Ferocious Fathers of the River Kennet – Sticklebacks
In nearly every natural pond and stream across the UK – especially the River Kennet which is the perfect stickleback habitat, you will find numbers of these tiny fishes called. They have a sort of pet name, too, for many children (and grown-ups) call them Tiddlers. If you suddenly turn over the floating leaves of the water plants, several of them are sure to dart away like little shadows (they are very nearly the colour of the mud at the bottom), and, when a pool has rocky ledges, you will see them resting underneath them.
Although they are so small, they are very fierce, and fight with all the other pond creatures, who are very much afraid of them. The sticklebacks get their odd name from having little sharp spines on their backs and sides, and they use these in their battles, often killing or hurting fish Which are much bigger than themselves.
Most other fishes lay their eggs carelessly and swim away and forget them, but the stickleback takes great care of his family.
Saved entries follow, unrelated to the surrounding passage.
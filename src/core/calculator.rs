//! Per-service price and duration calculation.

use crate::core::resolvers::{regional_multiplier, UnitPrice};
use crate::domain::model::{
    CostBreakdown, DayRange, JobOption, JobType, LineItem, OptionValue, PriceRange,
    PricingOverrides, RegionInfo, ServiceSelection, SizeTier, Trade,
};

/// Resolver outputs for one selection.
#[derive(Debug, Clone, PartialEq)]
pub struct ResolvedFactors {
    pub size: f64,
    pub area: f64,
    pub unit_price: Option<UnitPrice>,
    pub region: Option<RegionInfo>,
}

/// Price delta and scope lines contributed by the selected options.
#[derive(Debug, Clone, Default, PartialEq)]
pub struct OptionContribution {
    pub extra_cost: f64,
    pub scope_additions: Vec<String>,
}

/// Folds the selected option values in catalog order.
pub fn resolve_options(job_type: &JobType, selection: &ServiceSelection) -> OptionContribution {
    let mut contribution = OptionContribution::default();

    for option in &job_type.options {
        match option {
            JobOption::Toggle {
                id,
                price_delta,
                scope_addition,
                ..
            } => {
                if selection.options.get(id) != Some(&OptionValue::Flag(true)) {
                    continue;
                }
                contribution.extra_cost += price_delta.unwrap_or(0.0);
                if let Some(text) = scope_addition {
                    contribution.scope_additions.push(text.clone());
                }
            }
            JobOption::Choice { id, choices, .. } => {
                let Some(OptionValue::Choice(value)) = selection.options.get(id) else {
                    continue;
                };
                let Some(choice) = choices.iter().find(|c| &c.value == value) else {
                    tracing::debug!(option = %id, value = %value, "unknown choice value ignored");
                    continue;
                };
                contribution.extra_cost += choice.price_delta;
                if let Some(text) = &choice.scope_addition {
                    contribution.scope_additions.push(text.clone());
                }
            }
        }
    }

    contribution
}

/// Dampened area penalty for footage-billed work.
pub fn complexity_factor(area_factor: f64) -> f64 {
    if area_factor <= 1.2 {
        1.0
    } else {
        1.0 + (area_factor - 1.0) * 0.3
    }
}

pub fn round_to_hundred(amount: f64) -> i64 {
    ((amount / 100.0).round() * 100.0) as i64
}

/// Size adjustment first, then area adjustment on its result.
pub fn resolve_duration(base: DayRange, size: SizeTier, area_factor: f64) -> DayRange {
    let mut low = base.low as f64;
    let mut high = base.high as f64;

    match size {
        SizeTier::Small => {
            low = (low * 0.8).floor().max(1.0);
            high = (high * 0.8).floor().max(1.0);
        }
        SizeTier::Large => {
            low = (low * 1.3).ceil();
            high = (high * 1.3).ceil();
        }
        SizeTier::Medium => {}
    }

    if area_factor > 1.5 {
        low = (low * 1.2).ceil();
        high = (high * 1.3).ceil();
    } else if area_factor < 0.7 {
        low = (low * 0.8).floor().max(1.0);
        high = (high * 0.9).floor().max(1.0);
    }

    DayRange::new(low.max(1.0) as u32, high.max(1.0) as u32)
}

fn split_cost(price: PriceRange, materials_ratio: f64) -> CostBreakdown {
    let materials_low = (price.low as f64 * materials_ratio).round() as i64;
    let materials_high = (price.high as f64 * materials_ratio).round() as i64;

    CostBreakdown {
        materials: PriceRange::new(materials_low, materials_high),
        labor: PriceRange::new(price.low - materials_low, price.high - materials_high),
    }
}

/// Computes the unrounded `{low, high}` price before tenant and regional multipliers.
fn base_price(
    trade: &Trade,
    job_type: &JobType,
    selection: &ServiceSelection,
    factors: &ResolvedFactors,
    extra_cost: f64,
) -> (f64, f64) {
    let footage = selection.footage.filter(|f| *f > 0.0);

    match (trade.billing.is_footage(), footage, factors.unit_price) {
        (true, Some(footage), Some(unit_price)) => {
            let complexity = complexity_factor(factors.area);
            tracing::debug!(
                service = %selection.id,
                footage,
                unit = unit_price.unit.abbreviation(),
                complexity,
                "pricing by footage"
            );
            (
                footage * unit_price.range.low * factors.size * complexity + extra_cost,
                footage * unit_price.range.high * factors.size * complexity + extra_cost,
            )
        }
        (is_footage, _, _) => {
            if is_footage {
                tracing::debug!(
                    service = %selection.id,
                    "footage pricing unavailable, using base price range"
                );
            }
            let base = job_type.base_price;
            (
                base.low * factors.size * factors.area + extra_cost,
                base.high * factors.size * factors.area + extra_cost,
            )
        }
    }
}

/// Builds the line item for one resolved selection.
pub fn calculate_line_item(
    selection: &ServiceSelection,
    trade: &Trade,
    job_type: &JobType,
    factors: &ResolvedFactors,
    overrides: &PricingOverrides,
) -> LineItem {
    let options = resolve_options(job_type, selection);
    let (low, high) = base_price(trade, job_type, selection, factors, options.extra_cost);

    let multiplier = overrides.price_multiplier
        * overrides.trade_multiplier(&trade.id)
        * regional_multiplier(factors.region.as_ref());

    let price = PriceRange::new(
        round_to_hundred(low * multiplier).max(0),
        round_to_hundred(high * multiplier).max(0),
    );
    let days = resolve_duration(job_type.base_days, selection.size, factors.area);

    let scope = match &selection.scope_override {
        Some(lines) if !lines.is_empty() => lines.clone(),
        _ => job_type
            .scope
            .iter()
            .cloned()
            .chain(options.scope_additions)
            .collect(),
    };

    LineItem {
        service_id: selection.id.clone(),
        trade_id: trade.id.clone(),
        trade_name: trade.name.clone(),
        job_type_id: job_type.id.clone(),
        job_type_name: job_type.name.clone(),
        size: selection.size,
        scope,
        price,
        days,
        breakdown: split_cost(price, trade.materials_ratio),
        warranty: job_type.warranty.clone(),
        exclusions: job_type.exclusions.clone(),
        region: factors.region.clone(),
        footage: selection.footage,
        area: selection.area.clone(),
    }
}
In the spring-time the father fish builds a rough kind of nest by twining grass stems and water reeds together. He sticks them firmly with a kind of glue (from his kidneys!), and, after the mother fish has laid around 400 eggs in the new house, he stays nearby to guard his young until the babies are hatched and grown big enough to fend for themselves.
If anything comes near which might harm the youngsters (lots of water creatures like to eat baby fish), the big daddy stickleback rushes out at them and drives them away with his sharp spines. They are related to the pipefish and seahorses where the male also cares for his young.